─── Data for this task ───
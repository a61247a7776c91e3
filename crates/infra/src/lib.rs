//! # flowlab Infrastructure
//!
//! Adapters implementing the ports defined in `flowlab-core`.
//!
//! This crate contains:
//! - The reqwest-backed provider transport
//! - JSON file persistence for the session
//! - The loopback callback server (axum)
//! - Configuration loading from the environment and files
//!
//! ## Architecture
//! - Implements traits defined in `flowlab-core` and `flowlab-common`
//! - Contains all "impure" code (network, filesystem)

pub mod callback;
pub mod config;
pub mod errors;
pub mod http;
pub mod storage;

// Re-export commonly used items
pub use callback::CallbackServer;
pub use errors::InfraError;
pub use http::{HttpClient, HttpClientBuilder};
pub use storage::JsonFileStore;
───
Report back each line of the entries that holds the string "callback".

//! - The loopback callback server (axum)
pub mod callback;
pub use callback::CallbackServer;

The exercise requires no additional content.